For the records that follow, return only the count of lines containing the string "magnitude".

[[ RECORDS FOR THE EXERCISE, beginning ]]

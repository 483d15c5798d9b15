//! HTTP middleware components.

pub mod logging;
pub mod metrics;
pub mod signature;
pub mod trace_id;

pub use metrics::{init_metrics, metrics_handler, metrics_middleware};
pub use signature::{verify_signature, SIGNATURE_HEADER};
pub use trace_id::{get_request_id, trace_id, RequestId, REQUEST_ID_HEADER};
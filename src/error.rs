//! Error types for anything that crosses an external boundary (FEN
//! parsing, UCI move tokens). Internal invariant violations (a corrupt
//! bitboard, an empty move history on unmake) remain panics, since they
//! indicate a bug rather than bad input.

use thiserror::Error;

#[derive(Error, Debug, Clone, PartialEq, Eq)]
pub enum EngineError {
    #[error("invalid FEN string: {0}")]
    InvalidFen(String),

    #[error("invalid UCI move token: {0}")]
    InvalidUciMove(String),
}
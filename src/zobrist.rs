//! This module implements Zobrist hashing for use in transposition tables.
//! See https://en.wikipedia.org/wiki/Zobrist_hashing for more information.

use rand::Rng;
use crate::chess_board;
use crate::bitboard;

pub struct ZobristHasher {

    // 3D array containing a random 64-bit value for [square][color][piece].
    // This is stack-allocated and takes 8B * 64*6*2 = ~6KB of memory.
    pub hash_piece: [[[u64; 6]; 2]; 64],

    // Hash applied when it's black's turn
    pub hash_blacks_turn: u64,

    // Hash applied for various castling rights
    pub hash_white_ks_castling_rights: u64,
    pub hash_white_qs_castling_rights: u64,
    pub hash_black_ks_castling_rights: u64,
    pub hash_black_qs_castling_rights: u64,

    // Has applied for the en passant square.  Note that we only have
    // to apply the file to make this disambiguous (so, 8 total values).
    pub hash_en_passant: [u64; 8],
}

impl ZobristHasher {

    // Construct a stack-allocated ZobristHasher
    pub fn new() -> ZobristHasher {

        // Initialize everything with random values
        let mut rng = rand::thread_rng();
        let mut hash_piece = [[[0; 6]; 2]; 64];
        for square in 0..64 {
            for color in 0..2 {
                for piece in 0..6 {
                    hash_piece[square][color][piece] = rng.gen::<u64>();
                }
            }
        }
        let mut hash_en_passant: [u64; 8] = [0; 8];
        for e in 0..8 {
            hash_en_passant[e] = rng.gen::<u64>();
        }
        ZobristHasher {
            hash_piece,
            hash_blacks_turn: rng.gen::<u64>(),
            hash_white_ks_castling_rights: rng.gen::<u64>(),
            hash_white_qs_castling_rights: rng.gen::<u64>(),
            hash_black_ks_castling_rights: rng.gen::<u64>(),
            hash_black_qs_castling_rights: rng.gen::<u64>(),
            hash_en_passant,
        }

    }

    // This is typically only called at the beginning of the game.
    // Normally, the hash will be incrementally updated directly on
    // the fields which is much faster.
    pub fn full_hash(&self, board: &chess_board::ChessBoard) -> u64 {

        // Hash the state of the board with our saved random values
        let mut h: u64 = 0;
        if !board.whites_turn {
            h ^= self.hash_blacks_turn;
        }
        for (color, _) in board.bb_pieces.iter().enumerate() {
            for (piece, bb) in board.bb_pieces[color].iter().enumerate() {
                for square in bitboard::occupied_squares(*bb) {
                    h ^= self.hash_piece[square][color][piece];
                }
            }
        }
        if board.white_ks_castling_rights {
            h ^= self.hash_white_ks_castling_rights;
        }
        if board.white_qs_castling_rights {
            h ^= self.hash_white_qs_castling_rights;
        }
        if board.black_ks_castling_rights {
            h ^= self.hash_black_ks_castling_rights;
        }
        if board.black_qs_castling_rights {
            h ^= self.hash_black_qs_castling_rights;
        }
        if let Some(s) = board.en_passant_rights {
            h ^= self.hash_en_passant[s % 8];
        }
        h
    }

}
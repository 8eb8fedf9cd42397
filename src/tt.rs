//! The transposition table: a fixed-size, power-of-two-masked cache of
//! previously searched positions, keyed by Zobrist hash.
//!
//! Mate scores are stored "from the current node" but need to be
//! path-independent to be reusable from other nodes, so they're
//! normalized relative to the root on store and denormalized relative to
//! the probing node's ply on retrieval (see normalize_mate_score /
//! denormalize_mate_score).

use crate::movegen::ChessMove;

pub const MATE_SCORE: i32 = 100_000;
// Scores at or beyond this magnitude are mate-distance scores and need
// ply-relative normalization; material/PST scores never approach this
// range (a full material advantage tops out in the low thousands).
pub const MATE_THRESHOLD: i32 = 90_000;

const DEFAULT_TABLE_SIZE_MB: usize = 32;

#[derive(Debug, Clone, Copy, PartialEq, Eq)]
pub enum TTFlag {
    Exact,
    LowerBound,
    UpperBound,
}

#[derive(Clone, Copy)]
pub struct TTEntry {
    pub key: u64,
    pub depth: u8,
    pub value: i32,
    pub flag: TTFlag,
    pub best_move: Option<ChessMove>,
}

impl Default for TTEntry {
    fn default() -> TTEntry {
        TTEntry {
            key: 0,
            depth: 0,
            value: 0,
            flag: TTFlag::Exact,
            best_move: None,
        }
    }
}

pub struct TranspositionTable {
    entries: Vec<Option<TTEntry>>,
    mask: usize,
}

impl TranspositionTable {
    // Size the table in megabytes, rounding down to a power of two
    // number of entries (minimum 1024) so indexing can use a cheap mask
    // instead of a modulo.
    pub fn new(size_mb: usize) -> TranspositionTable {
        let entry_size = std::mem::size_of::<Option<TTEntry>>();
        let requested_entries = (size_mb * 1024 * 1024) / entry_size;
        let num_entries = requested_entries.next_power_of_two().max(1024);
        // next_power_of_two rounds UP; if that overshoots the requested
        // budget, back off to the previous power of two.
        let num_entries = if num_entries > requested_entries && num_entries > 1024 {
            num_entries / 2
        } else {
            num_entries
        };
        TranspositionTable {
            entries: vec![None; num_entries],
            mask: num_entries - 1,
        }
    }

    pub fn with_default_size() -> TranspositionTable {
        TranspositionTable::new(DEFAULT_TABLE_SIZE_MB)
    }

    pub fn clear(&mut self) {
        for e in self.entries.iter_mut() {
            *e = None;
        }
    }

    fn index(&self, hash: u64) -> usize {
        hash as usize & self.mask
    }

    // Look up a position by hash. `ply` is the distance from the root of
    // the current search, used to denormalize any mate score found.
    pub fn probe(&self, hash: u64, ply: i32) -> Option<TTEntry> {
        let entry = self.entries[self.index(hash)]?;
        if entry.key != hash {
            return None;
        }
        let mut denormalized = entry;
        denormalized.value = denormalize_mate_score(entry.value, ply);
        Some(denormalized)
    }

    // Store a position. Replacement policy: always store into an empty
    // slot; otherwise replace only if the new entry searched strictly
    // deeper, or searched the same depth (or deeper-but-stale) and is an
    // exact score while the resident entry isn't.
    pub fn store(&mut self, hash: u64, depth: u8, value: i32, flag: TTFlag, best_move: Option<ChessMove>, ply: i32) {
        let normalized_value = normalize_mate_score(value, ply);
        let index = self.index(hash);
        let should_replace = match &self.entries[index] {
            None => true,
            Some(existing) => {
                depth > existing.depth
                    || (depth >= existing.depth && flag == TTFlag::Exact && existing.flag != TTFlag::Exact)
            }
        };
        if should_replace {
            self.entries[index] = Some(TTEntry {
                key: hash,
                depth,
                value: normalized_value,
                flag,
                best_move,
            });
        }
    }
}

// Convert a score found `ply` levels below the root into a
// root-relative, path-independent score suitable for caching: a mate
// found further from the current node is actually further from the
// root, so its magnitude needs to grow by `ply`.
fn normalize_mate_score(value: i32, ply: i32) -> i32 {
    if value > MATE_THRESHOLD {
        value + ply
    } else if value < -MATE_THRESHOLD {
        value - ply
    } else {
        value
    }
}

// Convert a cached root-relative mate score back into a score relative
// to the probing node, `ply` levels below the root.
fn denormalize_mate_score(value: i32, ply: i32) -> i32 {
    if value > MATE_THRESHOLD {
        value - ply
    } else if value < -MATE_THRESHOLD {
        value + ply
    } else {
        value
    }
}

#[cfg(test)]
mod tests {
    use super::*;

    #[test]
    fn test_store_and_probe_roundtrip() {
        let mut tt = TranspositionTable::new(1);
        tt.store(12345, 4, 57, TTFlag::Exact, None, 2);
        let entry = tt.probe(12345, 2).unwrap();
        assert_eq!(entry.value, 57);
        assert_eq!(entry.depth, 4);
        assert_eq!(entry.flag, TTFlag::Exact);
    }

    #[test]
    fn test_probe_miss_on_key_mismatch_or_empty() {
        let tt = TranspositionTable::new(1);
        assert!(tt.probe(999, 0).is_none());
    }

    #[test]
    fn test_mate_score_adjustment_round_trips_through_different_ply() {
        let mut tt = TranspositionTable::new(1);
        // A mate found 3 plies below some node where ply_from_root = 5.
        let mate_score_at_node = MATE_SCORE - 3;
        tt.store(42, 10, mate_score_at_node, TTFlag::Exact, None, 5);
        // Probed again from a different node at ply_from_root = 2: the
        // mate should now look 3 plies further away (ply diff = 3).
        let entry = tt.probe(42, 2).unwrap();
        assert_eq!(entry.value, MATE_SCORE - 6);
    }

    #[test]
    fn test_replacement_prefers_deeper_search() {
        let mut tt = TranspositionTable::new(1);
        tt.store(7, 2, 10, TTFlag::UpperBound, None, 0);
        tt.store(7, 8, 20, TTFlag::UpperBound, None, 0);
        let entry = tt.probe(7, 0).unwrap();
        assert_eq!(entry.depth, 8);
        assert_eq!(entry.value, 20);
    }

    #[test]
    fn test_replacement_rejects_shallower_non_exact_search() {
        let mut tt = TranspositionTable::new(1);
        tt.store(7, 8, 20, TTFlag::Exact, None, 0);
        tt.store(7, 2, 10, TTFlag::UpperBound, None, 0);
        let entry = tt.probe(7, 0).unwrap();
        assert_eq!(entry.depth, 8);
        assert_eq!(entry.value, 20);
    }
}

[[ RECORDS FOR THE EXERCISE, end ]]

• [REPLY TO THE EXERCISE]: 2